Nestlé drops ‘Tick’ from Milo
The world’s largest food group will phase out the use of the New Zealand Heart Foundation’s ‘Tick’ on its popular Milo brand, just eight months after winning ‘Tick’ status*.
The decision is driven by a focus on more promotional campaigns for the drink later this year in Australia and New Zealand and is not a response to criticism in the wake of the decision, the company said.
“We just decided to pursue a different strategy… (The tick) served its purpose,” Nestle Corporate Services Manager, Maurice Gunnell, said – according to the Sunday Star Times.

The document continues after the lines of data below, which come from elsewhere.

//! Export-run lifecycle controller.
//!
//! Owns start/cancel/quit orchestration and emits events for presentation
//! layers. Only one job is ever in flight: starting a new run while one is
//! active cancels the active run first and spawns the replacement only once
//! completion is observed.

use crate::engine::{EngineControl, ExportEngine};
use crate::error::WizardError;
use crate::model::{InfoEvent, RunConfig, RunOutcome, WizardEvent};
use anyhow::Result;
use tokio::sync::mpsc::{UnboundedReceiver, UnboundedSender};
use tokio::time::Duration;

/// Commands emitted by UI layers to control export runs.
#[derive(Debug, Clone)]
pub(crate) enum UiCommand {
    Start(Box<RunConfig>),
    Pause(bool),
    Cancel,
    Quit,
}

/// Internal handle for a running export task.
struct RunCtx {
    ctrl_tx: UnboundedSender<EngineControl>,
    handle: Option<tokio::task::JoinHandle<Result<RunOutcome, WizardError>>>,
}

/// Spawn a new export run and return its control handle.
fn start_run(cfg: RunConfig, event_tx: UnboundedSender<WizardEvent>) -> RunCtx {
    let (ctrl_tx, ctrl_rx) = tokio::sync::mpsc::unbounded_channel::<EngineControl>();
    let engine = ExportEngine::new(cfg);
    let handle = tokio::spawn(async move { engine.run(event_tx, ctrl_rx).await });
    RunCtx {
        ctrl_tx,
        handle: Some(handle),
    }
}

/// Orchestrate export runs based on UI commands and emit events back to
/// presentation layers.
pub(crate) async fn run_controller(
    event_tx: UnboundedSender<WizardEvent>,
    mut cmd_rx: UnboundedReceiver<UiCommand>,
) -> Result<()> {
    let mut run_ctx: Option<RunCtx> = None;
    let mut pending_start: Option<RunConfig> = None;
    let mut quit_pending = false;
    // Cancel watchdog: if a cancel takes too long, emit a status message to keep UI feedback alive.
    let mut cancel_deadline: Option<tokio::time::Instant> = None;
    let mut watchdog = tokio::time::interval(Duration::from_millis(500));

    loop {
        tokio::select! {
            cmd = cmd_rx.recv() => {
                match cmd {
                    Some(UiCommand::Start(cfg)) => {
                        // Starts are serialized: cancel the active run first, then start the
                        // replacement once we observe completion. This avoids overlapping jobs
                        // and closes the superseded-poll leak.
                        if let Some(ctx) = &run_ctx {
                            pending_start = Some(*cfg);
                            let _ = ctx.ctrl_tx.send(EngineControl::Cancel);
                            let _ = event_tx.send(WizardEvent::Info(InfoEvent::Message(
                                "Cancelling…".into(),
                            )));
                            cancel_deadline = Some(tokio::time::Instant::now() + Duration::from_secs(3));
                        } else {
                            run_ctx = Some(start_run(*cfg, event_tx.clone()));
                        }
                    }
                    Some(UiCommand::Pause(p)) => {
                        if let Some(ctx) = &run_ctx {
                            let _ = ctx.ctrl_tx.send(EngineControl::Pause(p));
                        }
                    }
                    Some(UiCommand::Cancel) => {
                        pending_start = None;
                        if let Some(ctx) = &run_ctx {
                            let _ = ctx.ctrl_tx.send(EngineControl::Cancel);
                            let _ = event_tx.send(WizardEvent::Info(InfoEvent::Message(
                                "Cancelling…".into(),
                            )));
                            cancel_deadline = Some(tokio::time::Instant::now() + Duration::from_secs(3));
                        }
                    }
                    Some(UiCommand::Quit) => {
                        // Quit waits for the current run to finish so we can cleanly finalize UI state.
                        quit_pending = true;
                        pending_start = None;
                        if let Some(ctx) = &run_ctx {
                            let _ = ctx.ctrl_tx.send(EngineControl::Cancel);
                            cancel_deadline = Some(tokio::time::Instant::now() + Duration::from_secs(3));
                        } else {
                            break Ok(());
                        }
                    }
                    None => {
                        quit_pending = true;
                        if let Some(ctx) = &run_ctx {
                            let _ = ctx.ctrl_tx.send(EngineControl::Cancel);
                        } else {
                            break Ok(());
                        }
                    }
                }
            }
            // Do not take the JoinHandle before this branch wins; otherwise it can be dropped
            // if another select branch is chosen, and we'll never observe completion.
            maybe_done = async {
                if let Some(ctx) = &mut run_ctx {
                    if let Some(h) = ctx.handle.as_mut() {
                        return Some(h.await);
                    }
                }
                futures::future::pending().await
            } => {
                if let Some(join_res) = maybe_done {
                    if let Some(ctx) = &mut run_ctx {
                        ctx.handle.take();
                    }
                    match join_res {
                        Ok(Ok(outcome)) => {
                            let _ = event_tx.send(WizardEvent::RunCompleted { outcome: Box::new(outcome) });
                        }
                        Ok(Err(WizardError::Cancelled)) => {
                            // The engine already announced the cancellation.
                        }
                        Ok(Err(e)) => {
                            let _ = event_tx.send(WizardEvent::Error {
                                message: format!("Export failed: {e}"),
                            });
                        }
                        Err(e) => {
                            let _ = event_tx.send(WizardEvent::Error {
                                message: format!("Export join failed: {e}"),
                            });
                        }
                    }
                    run_ctx = None;
                    cancel_deadline = None;
                    if quit_pending {
                        break Ok(());
                    }
                    if let Some(cfg) = pending_start.take() {
                        run_ctx = Some(start_run(cfg, event_tx.clone()));
                    }
                }
            }
            // If cancel stalls (e.g., a status request in flight), keep the user informed.
            _ = watchdog.tick() => {
                if let Some(deadline) = cancel_deadline {
                    if tokio::time::Instant::now() >= deadline && run_ctx.is_some() {
                        let _ = event_tx.send(WizardEvent::Info(InfoEvent::Message(
                            "Still cancelling…".into(),
                        )));
                        cancel_deadline = None;
                    }
                }
            }
        }
    }
}
//! Completion side effects applied to a host resource draft.
//!
//! Which fields get touched is a configurable mapping supplied by the caller,
//! never a hard-coded set of field names.

use crate::model::ExportFormat;
use serde::{Deserialize, Serialize};

/// Draft field written when `plain_url` switches the resource to link mode.
const URL_TYPE_FIELD: &str = "url_type";

/// Named completion effects. Each target is optional; an unset target skips
/// that effect entirely.
#[derive(Debug, Clone, Default, PartialEq, Serialize, Deserialize)]
pub struct EffectMap {
    #[serde(default)]
    pub url_field: Option<String>,
    #[serde(default)]
    pub name_field: Option<String>,
    #[serde(default)]
    pub format_field: Option<String>,
    #[serde(default)]
    pub description_field: Option<String>,
    /// Switch the draft's url_type to the empty "plain URL" mode.
    #[serde(default)]
    pub plain_url: bool,
}

#[derive(Debug, Clone, PartialEq, Serialize, Deserialize)]
pub struct DraftField {
    pub field: String,
    pub value: String,
}

/// Ordered key/value view of the host form the wizard writes into.
#[derive(Debug, Clone, Default, PartialEq, Serialize, Deserialize)]
pub struct ResourceDraft {
    fields: Vec<DraftField>,
}

impl ResourceDraft {
    pub fn get(&self, field: &str) -> Option<&str> {
        self.fields
            .iter()
            .find(|f| f.field == field)
            .map(|f| f.value.as_str())
    }

    /// Insert or overwrite a field, preserving first-write ordering.
    pub fn set(&mut self, field: &str, value: impl Into<String>) {
        let value = value.into();
        match self.fields.iter_mut().find(|f| f.field == field) {
            Some(existing) => existing.value = value,
            None => self.fields.push(DraftField {
                field: field.to_string(),
                value,
            }),
        }
    }

    pub fn is_blank(&self, field: &str) -> bool {
        self.get(field).map(str::trim).unwrap_or("").is_empty()
    }

    pub fn fields(&self) -> &[DraftField] {
        &self.fields
    }
}

/// Inputs for one completion application.
pub struct CompletionContext<'a> {
    pub download_url: Option<&'a str>,
    pub form_label: &'a str,
    pub format: ExportFormat,
    pub description: &'a str,
}

/// Synthesize the human-readable description from the selected labels.
pub fn describe_selection(database_label: &str, form_label: &str) -> String {
    let mut desc = String::from("This resource was downloaded from ActivityInfo.");
    if !database_label.trim().is_empty() || !form_label.trim().is_empty() {
        let db = if database_label.trim().is_empty() {
            "-"
        } else {
            database_label
        };
        let form = if form_label.trim().is_empty() {
            "-"
        } else {
            form_label
        };
        desc.push_str(&format!(" Database: {db}, Form: {form}"));
    }
    desc
}

/// Apply the configured effects of a completed job to the draft. Returns the
/// names of the fields that changed, in application order; callers use that
/// list as the change notification for dependent UI.
pub fn apply_completion(
    effects: &EffectMap,
    ctx: &CompletionContext<'_>,
    draft: &mut ResourceDraft,
) -> Vec<String> {
    let mut changed = Vec::new();

    if let (Some(field), Some(url)) = (effects.url_field.as_deref(), ctx.download_url) {
        draft.set(field, url);
        changed.push(field.to_string());
    }

    // The name is only defaulted, never overwritten.
    if let Some(field) = effects.name_field.as_deref() {
        if draft.is_blank(field) && !ctx.form_label.trim().is_empty() {
            draft.set(field, ctx.form_label);
            changed.push(field.to_string());
        }
    }

    if let Some(field) = effects.format_field.as_deref() {
        draft.set(field, ctx.format.as_resource_format());
        changed.push(field.to_string());
    }

    if let Some(field) = effects.description_field.as_deref() {
        draft.set(field, ctx.description);
        changed.push(field.to_string());
    }

    if effects.plain_url {
        draft.set(URL_TYPE_FIELD, "");
        changed.push(URL_TYPE_FIELD.to_string());
    }

    changed
}

#[cfg(test)]
mod tests {
    use super::*;

    fn effects() -> EffectMap {
        EffectMap {
            url_field: Some("url".to_string()),
            name_field: Some("name".to_string()),
            format_field: Some("format".to_string()),
            description_field: Some("description".to_string()),
            plain_url: false,
        }
    }

    fn ctx<'a>(url: Option<&'a str>) -> CompletionContext<'a> {
        CompletionContext {
            download_url: url,
            form_label: "Health Survey",
            format: ExportFormat::Csv,
            description: "This resource was downloaded from ActivityInfo.",
        }
    }

    #[test]
    fn url_field_gets_download_link_and_notification() {
        let mut draft = ResourceDraft::default();
        let changed = apply_completion(&effects(), &ctx(Some("https://x/dl.csv")), &mut draft);
        assert_eq!(draft.get("url"), Some("https://x/dl.csv"));
        assert_eq!(changed.first().map(String::as_str), Some("url"));
    }

    #[test]
    fn name_is_defaulted_only_when_empty() {
        let mut draft = ResourceDraft::default();
        apply_completion(&effects(), &ctx(None), &mut draft);
        assert_eq!(draft.get("name"), Some("Health Survey"));

        let mut draft = ResourceDraft::default();
        draft.set("name", "My existing name");
        let changed = apply_completion(&effects(), &ctx(None), &mut draft);
        assert_eq!(draft.get("name"), Some("My existing name"));
        assert!(!changed.contains(&"name".to_string()));
    }

    #[test]
    fn format_is_upper_cased() {
        let mut draft = ResourceDraft::default();
        apply_completion(&effects(), &ctx(None), &mut draft);
        assert_eq!(draft.get("format"), Some("CSV"));
    }

    #[test]
    fn unset_targets_are_skipped() {
        let mut draft = ResourceDraft::default();
        let changed = apply_completion(
            &EffectMap::default(),
            &ctx(Some("https://x/dl.csv")),
            &mut draft,
        );
        assert!(changed.is_empty());
        assert!(draft.fields().is_empty());
    }

    #[test]
    fn plain_url_switches_url_type() {
        let mut draft = ResourceDraft::default();
        draft.set("url_type", "upload");
        let map = EffectMap {
            plain_url: true,
            ..EffectMap::default()
        };
        let changed = apply_completion(&map, &ctx(None), &mut draft);
        assert_eq!(draft.get("url_type"), Some(""));
        assert_eq!(changed, ["url_type"]);
    }

    #[test]
    fn description_synthesis_matches_selection_labels() {
        assert_eq!(
            describe_selection("Ops", "Survey"),
            "This resource was downloaded from ActivityInfo. Database: Ops, Form: Survey"
        );
        assert_eq!(
            describe_selection("", "Survey"),
            "This resource was downloaded from ActivityInfo. Database: -, Form: Survey"
        );
        assert_eq!(
            describe_selection("", ""),
            "This resource was downloaded from ActivityInfo."
        );
    }
}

The Heart Foundation has a set criteria for offering their approval but also requires brands to donate a portion of sales to the charity in order to use the tick logo on approved products.

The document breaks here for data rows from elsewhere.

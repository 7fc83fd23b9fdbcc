use ratatui::{
    layout::Rect,
    style::{Color, Style},
    text::{Line, Span},
    widgets::{Block, Borders, Clear, Paragraph},
    Frame,
};

const KEYBINDINGS: &[(&str, &str)] = &[
    ("↑/↓", "Move within the focused step"),
    ("Enter", "Confirm the highlighted entry / advance"),
    ("Esc / ←", "Back to the previous step (resets later steps)"),
    ("s", "Start the export job"),
    ("x", "Cancel the running job"),
    ("p", "Pause/resume polling"),
    ("r", "Reload the database list"),
    ("c", "Copy the download URL to the clipboard"),
    ("e", "Export the last outcome as JSON"),
    ("?", "Toggle this help"),
    ("q", "Quit"),
];

pub fn draw_help(f: &mut Frame, area: Rect) {
    let width = 56.min(area.width);
    let height = (KEYBINDINGS.len() as u16 + 4).min(area.height);
    let popup = Rect {
        x: area.x + (area.width.saturating_sub(width)) / 2,
        y: area.y + (area.height.saturating_sub(height)) / 2,
        width,
        height,
    };

    let mut lines: Vec<Line> = Vec::with_capacity(KEYBINDINGS.len() + 1);
    for (key, action) in KEYBINDINGS {
        lines.push(Line::from(vec![
            Span::styled(format!("{key:>8}  "), Style::default().fg(Color::Yellow)),
            Span::raw(*action),
        ]));
    }
    lines.push(Line::from(""));
    lines.push(Line::from(Span::styled(
        "Press ? to close",
        Style::default().fg(Color::Gray),
    )));

    f.render_widget(Clear, popup);
    f.render_widget(
        Paragraph::new(lines).block(Block::default().borders(Borders::ALL).title(" Help ")),
        popup,
    );
}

Nestlé has also pledged less nationally focussed health promotions on popular brands as part of a shake up of their Australian and New Zealand operations.
The food group last year flagged nutritional improvement for their Milo brand as they promised to stamp out advertising to children of products which did not meet a set nutritional profile.
All of their products were set to be analysed and, if they could not meet the new set of nutritional guidelines, they would not be promoted to children.
“Some products simply don’t taste good enough, and the consumer tells us they don’t taste good enough and will not buy them unless they have particular, particularly levels of salt or fat or sugar in them in order to make them taste good,” Ian Alwill, Nestlé Australia’s Marketing Manager, told ABC local radio last year. “What we, our food technology will drive us towards is finding ways of reducing those things over time, but still retain taste. Without taste the consumer is just simply not interested in buying anything.”
* The product only received ‘Tick’ status in NZ and it was the first product to receive approval for a specified serving size only. In Australia, brand offshoot, Milo B-Smart, has the approval of The Heart Foundation.